Stored items:
━━━━━━━━━━━━━━━━━━━━━━━━━━━━━━
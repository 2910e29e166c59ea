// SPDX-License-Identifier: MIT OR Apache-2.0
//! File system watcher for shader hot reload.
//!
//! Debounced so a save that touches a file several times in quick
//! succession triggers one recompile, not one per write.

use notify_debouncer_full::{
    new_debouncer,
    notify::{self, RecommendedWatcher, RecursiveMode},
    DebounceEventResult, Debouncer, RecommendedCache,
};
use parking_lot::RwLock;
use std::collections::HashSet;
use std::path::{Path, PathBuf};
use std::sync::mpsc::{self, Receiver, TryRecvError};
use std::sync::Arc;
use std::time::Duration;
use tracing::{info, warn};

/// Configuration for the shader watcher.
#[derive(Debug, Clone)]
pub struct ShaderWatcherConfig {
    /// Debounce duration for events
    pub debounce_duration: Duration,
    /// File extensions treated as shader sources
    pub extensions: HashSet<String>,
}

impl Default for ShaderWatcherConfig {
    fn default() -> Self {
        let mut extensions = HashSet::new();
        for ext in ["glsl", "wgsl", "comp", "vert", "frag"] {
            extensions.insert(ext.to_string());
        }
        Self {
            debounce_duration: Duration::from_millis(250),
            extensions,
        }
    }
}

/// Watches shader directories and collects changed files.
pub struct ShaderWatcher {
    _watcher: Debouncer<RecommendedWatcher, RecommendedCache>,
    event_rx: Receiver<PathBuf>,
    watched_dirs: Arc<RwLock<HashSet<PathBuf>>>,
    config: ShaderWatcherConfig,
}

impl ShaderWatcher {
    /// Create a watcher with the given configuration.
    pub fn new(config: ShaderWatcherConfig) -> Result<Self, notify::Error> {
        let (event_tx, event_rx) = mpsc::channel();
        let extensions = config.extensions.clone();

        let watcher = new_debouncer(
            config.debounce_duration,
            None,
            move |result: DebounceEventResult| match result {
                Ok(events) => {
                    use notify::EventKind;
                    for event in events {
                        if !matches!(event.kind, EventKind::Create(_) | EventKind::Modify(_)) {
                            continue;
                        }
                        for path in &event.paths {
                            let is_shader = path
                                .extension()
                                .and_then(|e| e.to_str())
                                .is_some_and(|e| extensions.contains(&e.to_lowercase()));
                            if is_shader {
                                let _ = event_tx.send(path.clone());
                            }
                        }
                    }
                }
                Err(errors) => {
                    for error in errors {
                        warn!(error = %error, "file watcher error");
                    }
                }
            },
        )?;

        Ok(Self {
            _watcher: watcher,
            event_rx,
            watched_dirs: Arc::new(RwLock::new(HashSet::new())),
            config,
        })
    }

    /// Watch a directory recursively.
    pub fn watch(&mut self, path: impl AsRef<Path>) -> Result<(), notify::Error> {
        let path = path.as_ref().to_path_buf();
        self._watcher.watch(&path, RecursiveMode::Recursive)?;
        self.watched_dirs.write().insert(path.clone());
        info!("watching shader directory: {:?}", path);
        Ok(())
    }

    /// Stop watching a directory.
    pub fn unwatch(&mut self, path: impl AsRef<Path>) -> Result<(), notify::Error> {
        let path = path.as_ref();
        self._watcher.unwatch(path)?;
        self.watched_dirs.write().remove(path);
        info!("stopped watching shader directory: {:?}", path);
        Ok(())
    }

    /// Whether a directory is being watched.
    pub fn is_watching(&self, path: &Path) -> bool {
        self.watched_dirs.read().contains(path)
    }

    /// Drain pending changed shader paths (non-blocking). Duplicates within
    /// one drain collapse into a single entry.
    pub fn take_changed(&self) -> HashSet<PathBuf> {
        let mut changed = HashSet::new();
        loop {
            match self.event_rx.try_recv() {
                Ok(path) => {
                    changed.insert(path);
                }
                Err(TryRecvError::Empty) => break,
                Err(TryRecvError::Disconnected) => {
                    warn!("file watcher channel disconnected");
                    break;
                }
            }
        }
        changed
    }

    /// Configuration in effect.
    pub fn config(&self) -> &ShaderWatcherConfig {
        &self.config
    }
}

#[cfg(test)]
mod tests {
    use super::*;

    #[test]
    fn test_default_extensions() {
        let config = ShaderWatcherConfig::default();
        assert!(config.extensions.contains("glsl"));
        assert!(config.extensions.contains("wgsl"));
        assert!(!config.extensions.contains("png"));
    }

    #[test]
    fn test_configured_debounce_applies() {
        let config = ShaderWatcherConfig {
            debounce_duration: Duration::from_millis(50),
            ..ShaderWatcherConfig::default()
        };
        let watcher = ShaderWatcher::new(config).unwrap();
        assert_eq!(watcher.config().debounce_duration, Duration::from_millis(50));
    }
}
━━━━━━━━━━━━━━━━━━━━━━━━━━━━━━
Each line of the entries above that contains "directory" must be copied into the answer.

    /// Watch a directory recursively.
        info!("watching shader directory: {:?}", path);
    /// Stop watching a directory.
        info!("stopped watching shader directory: {:?}", path);
    /// Whether a directory is being watched.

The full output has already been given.